Is it because of an imperialist plot that the health care system is falling to pieces, as Cuban doctors recently claimed? Or that Calixto García Hospital finds itself in a calamitous state, with only ten of its thirty operating rooms even able to function. Or that, meanwhile, the other great “achievement” of the revolution — education — is marked by a drop in the quality of instruction?

Perhaps it is because of a sinister CIA scheme that Cuba will have an unsustainable population base by 2035, with more than 34% of the populace over 60 years of age, according to the National Bureau of Statistics.

One might mention the many calamities resulting from completely irrational decisions taken over the course of the last fifty-three years which have cost the nation hundreds of billions of dollars.
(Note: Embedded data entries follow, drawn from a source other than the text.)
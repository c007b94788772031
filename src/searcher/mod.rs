//! Move selection for the automated opponent.
//!
//! Each difficulty tier is a strategy over the same dampened candidate list.
//! A tier that errors or finds nothing hands over to the next weaker tier, so
//! a search only fails when the side to move has no legal moves at all.

pub mod alpha_beta;
pub mod dampener;
pub mod heuristic;
pub mod mate_search;

#[cfg(test)]
mod tests;

use log::{debug, info, warn};
use rand::rngs::StdRng;
use rand::SeedableRng;
use thiserror::Error;

use crate::board::color::Color;
use crate::board::error::BoardError;
use crate::board::Board;
use crate::chess_move::ChessMove;
use crate::evaluate::heuristics::{gives_check, is_move_dangerous};
use crate::evaluate::tactics::tactical_score;
use crate::game::difficulty::Difficulty;
use crate::move_generator::MoveGenerator;

use alpha_beta::AlphaBetaSearch;
use dampener::dampen_repetition;
use heuristic::{best_capture, captured_value, heuristic_move, random_move};
use mate_search::{find_forced_mate, find_mate_defense};

/// Captures at least this valuable are taken outright by the hard tier.
const HARD_CAPTURE_VALUE: i32 = 3;
/// Captures at least this valuable are taken outright by the extreme tier.
const EXTREME_CAPTURE_VALUE: i32 = 5;

const EXTREME_MATE_LENGTH: u8 = 1;
const GOD_MODE_MATE_LENGTH: u8 = 3;

#[derive(Error, Debug)]
pub enum SearchError {
    #[error("no available moves")]
    NoAvailableMoves,
    #[error(transparent)]
    Board(#[from] BoardError),
}

pub struct Searcher {
    move_generator: MoveGenerator,
    rng: StdRng,
    searched_position_count: usize,
}

impl Searcher {
    /// A searcher with a reproducible random stream when `seed` is given.
    pub fn new(seed: Option<u64>) -> Self {
        let rng = match seed {
            Some(seed) => StdRng::seed_from_u64(seed),
            None => StdRng::from_entropy(),
        };
        Self {
            move_generator: MoveGenerator::new(),
            rng,
            searched_position_count: 0,
        }
    }

    /// Positions visited by the alpha-beta stage of the last search.
    pub fn searched_position_count(&self) -> usize {
        self.searched_position_count
    }

    /// Chooses a move for `color` without applying it. The board is left as
    /// it was found.
    pub fn search(
        &mut self,
        board: &mut Board,
        color: Color,
        difficulty: Difficulty,
    ) -> Result<ChessMove, SearchError> {
        self.searched_position_count = 0;

        let legal = self.move_generator.generate_moves(board, color);
        if legal.is_empty() {
            return Err(SearchError::NoAvailableMoves);
        }
        let candidates = dampen_repetition(&legal);
        debug!(
            "{} has {} legal moves, {} after dampening",
            color,
            legal.len(),
            candidates.len()
        );

        let mut tier = Some(difficulty);
        while let Some(current) = tier {
            match self.search_tier(board, &candidates, current) {
                Ok(Some(chess_move)) => {
                    info!("{} tier chose {}", current, chess_move);
                    return Ok(chess_move);
                }
                Ok(None) => debug!("{} tier found no move", current),
                Err(err) => warn!("{} tier failed: {}", current, err),
            }
            tier = current.fallback();
        }

        // The easy tier only returns `None` for an empty candidate list, and
        // dampening never empties a non-empty one.
        Err(SearchError::NoAvailableMoves)
    }

    fn search_tier(
        &mut self,
        board: &mut Board,
        candidates: &[ChessMove],
        difficulty: Difficulty,
    ) -> Result<Option<ChessMove>, SearchError> {
        match difficulty {
            Difficulty::Easy => Ok(random_move(candidates, &mut self.rng)),
            Difficulty::Medium => {
                heuristic_move(board, &self.move_generator, candidates, &mut self.rng)
                    .map_err(SearchError::from)
            }
            Difficulty::Hard => self.hard(board, candidates),
            Difficulty::Extreme => self.extreme(board, candidates),
            Difficulty::GodMode => self.god_mode(board, candidates),
        }
    }

    fn hard(
        &mut self,
        board: &mut Board,
        candidates: &[ChessMove],
    ) -> Result<Option<ChessMove>, SearchError> {
        let captures: Vec<ChessMove> = candidates
            .iter()
            .filter(|m| m.is_capture())
            .copied()
            .collect();
        if let Some(capture) = best_capture(&captures) {
            if captured_value(&capture) >= HARD_CAPTURE_VALUE {
                return Ok(Some(capture));
            }
        }
        self.alpha_beta(board, candidates, Difficulty::Hard)
    }

    fn extreme(
        &mut self,
        board: &mut Board,
        candidates: &[ChessMove],
    ) -> Result<Option<ChessMove>, SearchError> {
        if let Some(mate) =
            find_forced_mate(board, &self.move_generator, candidates, EXTREME_MATE_LENGTH)?
        {
            debug!("found mate in {}: {}", EXTREME_MATE_LENGTH, mate);
            return Ok(Some(mate));
        }

        let mut checks = Vec::new();
        for chess_move in candidates {
            if gives_check(board, &self.move_generator, chess_move)? {
                checks.push(*chess_move);
            }
        }
        if let Some(check) = best_capture(&checks) {
            return Ok(Some(check));
        }

        let big_captures: Vec<ChessMove> = candidates
            .iter()
            .filter(|m| captured_value(m) >= EXTREME_CAPTURE_VALUE)
            .copied()
            .collect();
        if let Some(capture) = best_capture(&big_captures) {
            return Ok(Some(capture));
        }

        self.alpha_beta(board, candidates, Difficulty::Extreme)
    }

    fn god_mode(
        &mut self,
        board: &mut Board,
        candidates: &[ChessMove],
    ) -> Result<Option<ChessMove>, SearchError> {
        if let Some(mate) =
            find_forced_mate(board, &self.move_generator, candidates, GOD_MODE_MATE_LENGTH)?
        {
            debug!("found forced mate: {}", mate);
            return Ok(Some(mate));
        }

        let color = match candidates.first() {
            Some(chess_move) => chess_move.piece().color,
            None => return Ok(None),
        };
        if let Some(defense) = find_mate_defense(board, &self.move_generator, candidates, color)? {
            debug!("defending against mate with {}", defense);
            return Ok(Some(defense));
        }

        let mut best_tactic: Option<(ChessMove, i32)> = None;
        for chess_move in candidates {
            if is_move_dangerous(board, &self.move_generator, chess_move)? {
                continue;
            }
            let score = tactical_score(board, chess_move)?;
            if score > 0 && best_tactic.map_or(true, |(_, best)| score > best) {
                best_tactic = Some((*chess_move, score));
            }
        }
        if let Some((tactic, score)) = best_tactic {
            debug!("playing tactic {} worth {}", tactic, score);
            return Ok(Some(tactic));
        }

        self.alpha_beta(board, candidates, Difficulty::GodMode)
    }

    fn alpha_beta(
        &mut self,
        board: &mut Board,
        candidates: &[ChessMove],
        difficulty: Difficulty,
    ) -> Result<Option<ChessMove>, SearchError> {
        let profile = match difficulty.search_profile() {
            Some(profile) => profile,
            None => return Ok(None),
        };

        let mut search = AlphaBetaSearch::new(&self.move_generator, profile);
        let best = search.best_move(board, candidates)?;
        self.searched_position_count += search.searched_position_count();

        if let Some((chess_move, score)) = best {
            debug!(
                "alpha-beta picked {} with score {} after {} positions",
                chess_move,
                score,
                search.searched_position_count()
            );
        }
        Ok(best.map(|(chess_move, _)| chess_move))
    }
}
These would include programs such as the character deforming country schools, the Cordón de La Habana, the Revolutionary offensive of 1968, the Harvest of Ten Million, the social workers, the emerging and comprehensive teachers, and many more of the mad ideas that seem to have been schemes intended to ruin the country.
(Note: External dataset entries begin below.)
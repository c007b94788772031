//! Piece geometry: step offsets, ray directions and attack detection.

use common::Square;
use smallvec::SmallVec;

use crate::board::piece::PieceKind;
use crate::board::Board;

pub type Offset = (i8, i8);

pub const KNIGHT_OFFSETS: [Offset; 8] = [
    (-2, -1),
    (-2, 1),
    (-1, -2),
    (-1, 2),
    (1, -2),
    (1, 2),
    (2, -1),
    (2, 1),
];

pub const KING_OFFSETS: [Offset; 8] = [
    (-1, -1),
    (-1, 0),
    (-1, 1),
    (0, -1),
    (0, 1),
    (1, -1),
    (1, 0),
    (1, 1),
];

pub const ORTHOGONAL_DIRECTIONS: [Offset; 4] = [(0, 1), (0, -1), (1, 0), (-1, 0)];
pub const DIAGONAL_DIRECTIONS: [Offset; 4] = [(1, 1), (1, -1), (-1, 1), (-1, -1)];
pub const ALL_DIRECTIONS: [Offset; 8] = KING_OFFSETS;

/// Ray directions for a sliding piece, empty for everything else.
pub fn ray_directions(kind: PieceKind) -> &'static [Offset] {
    match kind {
        PieceKind::Rook => &ORTHOGONAL_DIRECTIONS,
        PieceKind::Bishop => &DIAGONAL_DIRECTIONS,
        PieceKind::Queen => &ALL_DIRECTIONS,
        _ => &[],
    }
}

/// Whether a slider of `kind` moves along the line described by `direction`.
pub fn slides_along(kind: PieceKind, direction: Offset) -> bool {
    let diagonal = direction.0 != 0 && direction.1 != 0;
    if diagonal {
        kind.moves_diagonally()
    } else {
        kind.moves_orthogonally()
    }
}

/// Returns true iff the piece on `from` could capture on `to`, ignoring check
/// and ignoring what (if anything) stands on `to`. Pawns attack diagonally
/// forward only.
pub fn attacks(board: &Board, from: Square, to: Square) -> bool {
    let piece = match board.get(from) {
        Some(piece) => piece,
        None => return false,
    };
    if from == to {
        return false;
    }

    let d_row = to.row() as i8 - from.row() as i8;
    let d_col = to.col() as i8 - from.col() as i8;

    match piece.kind {
        PieceKind::Pawn => d_row == piece.color.pawn_direction() && d_col.abs() == 1,
        PieceKind::Knight => {
            (d_row.abs() == 2 && d_col.abs() == 1) || (d_row.abs() == 1 && d_col.abs() == 2)
        }
        PieceKind::King => d_row.abs() <= 1 && d_col.abs() <= 1,
        PieceKind::Rook => (d_row == 0 || d_col == 0) && is_path_clear(board, from, to),
        PieceKind::Bishop => d_row.abs() == d_col.abs() && is_path_clear(board, from, to),
        PieceKind::Queen => {
            (d_row == 0 || d_col == 0 || d_row.abs() == d_col.abs())
                && is_path_clear(board, from, to)
        }
    }
}

/// True if every square strictly between `from` and `to` is empty. The squares
/// must share a rank, file or diagonal.
pub fn is_path_clear(board: &Board, from: Square, to: Square) -> bool {
    let d_row = to.row() as i8 - from.row() as i8;
    let d_col = to.col() as i8 - from.col() as i8;
    let steps = d_row.abs().max(d_col.abs());
    let step = (d_row.signum(), d_col.signum());

    (1..steps).all(|i| match from.offset(step.0 * i, step.1 * i) {
        Some(square) => !board.is_occupied(square),
        None => false,
    })
}

/// Every square the piece on `square` attacks, respecting blockers. The first
/// occupied square along a ray is included.
pub fn attacked_squares(board: &Board, square: Square) -> SmallVec<[Square; 32]> {
    let mut targets = SmallVec::new();
    let piece = match board.get(square) {
        Some(piece) => piece,
        None => return targets,
    };

    match piece.kind {
        PieceKind::Pawn => {
            let d_row = piece.color.pawn_direction();
            targets.extend([-1, 1].iter().filter_map(|&d_col| square.offset(d_row, d_col)));
        }
        PieceKind::Knight => {
            targets.extend(KNIGHT_OFFSETS.iter().filter_map(|&(r, c)| square.offset(r, c)));
        }
        PieceKind::King => {
            targets.extend(KING_OFFSETS.iter().filter_map(|&(r, c)| square.offset(r, c)));
        }
        kind => {
            for &direction in ray_directions(kind) {
                walk_ray(board, square, direction, |target, _| {
                    targets.push(target);
                });
            }
        }
    }

    targets
}

/// Walks from `origin` (exclusive) in `direction`, calling `visit` on each
/// square until the board edge or the first occupied square, which is visited
/// and then stops the walk.
pub fn walk_ray<F>(board: &Board, origin: Square, direction: Offset, mut visit: F)
where
    F: FnMut(Square, bool),
{
    let mut current = origin.offset(direction.0, direction.1);
    while let Some(square) = current {
        let occupied = board.is_occupied(square);
        visit(square, occupied);
        if occupied {
            break;
        }
        current = square.offset(direction.0, direction.1);
    }
}

#[cfg(test)]
mod tests {
    use super::*;
    use crate::chess_position;
    use common::square::*;

    #[test]
    fn test_rook_attack_is_blocked() {
        let board = chess_position! {
            ....k...
            ........
            ........
            ........
            R..p...r
            ........
            ........
            ....K...
        };
        assert!(attacks(&board, A4, D4));
        assert!(!attacks(&board, A4, H4));
        assert!(attacks(&board, H4, D4));
        assert!(attacks(&board, A4, A8));
    }

    #[test]
    fn test_pawn_attacks_forward_diagonals_only() {
        let board = chess_position! {
            ....k...
            ........
            ........
            ........
            ........
            ........
            ...P....
            ....K...
        };
        assert!(attacks(&board, D2, C3));
        assert!(attacks(&board, D2, E3));
        assert!(!attacks(&board, D2, D3));
        assert!(!attacks(&board, D2, C1));
    }

    #[test]
    fn test_attacked_squares_include_first_blocker() {
        let board = chess_position! {
            ....k...
            ........
            ........
            ........
            ........
            ..p.....
            ........
            B...K...
        };
        let squares = attacked_squares(&board, A1);
        assert_eq!(squares.as_slice(), &[B2, C3]);
    }
}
Was it an international plot to fragment Cuban society by separating families and causing personal upheaval by forcing people to abandon their homeland? Who is to blame for the growing marginalization of society, the runaway growth of corruption at all levels, the fifth largest rate of incarceration in the world, or the acceptance of new moral and ethical codes which justify any actions as means of survival in the the jungle that Cuba has become? All this has resulted in the greatest loss of moral values of all time.

It is clear that, by the time he realized that the country was on the edge of a precipice, President Raúl Castro was already aware of many of these problems. However, his commitment to the past seems not to have allowed him to take effective measures to rectify, at least in some way, all the damage caused to the nation that was unrelated to external factors.

It is hoped that the resolution on the embargo, which is scheduled for a vote on for November 13, will once again condemn it. We have never supported the embargo, which has been used by the Cuban government as a justification for all its failures and repression.

However, to condemn only the embargo is a decision that would not take into account the most important aspect of the Cuban experience, which is the blockade imposed by authorities preventing the people from realizing their potential and from enjoying their rights. We, therefore, feel it would be fitting that the resolution to be approved, in addition to condensing the American embargo, also demand that the Cuban government take the following steps:

That it promote freedom for Cubans, respect for human rights and the introduction of real economic reforms to allow them to fulfill their creative capabilities;

That the National Assembly of People’s Power ratify the the International Convention on Economic, Social and Cultural Rights and the International Convention on Civil and Political Rights, endorsed in writing by the government on December 10, 2008.

Democratic countries would make a great contribution to the Cuban people if a balanced resolution were approved in the current session of the United Nations General Assembly.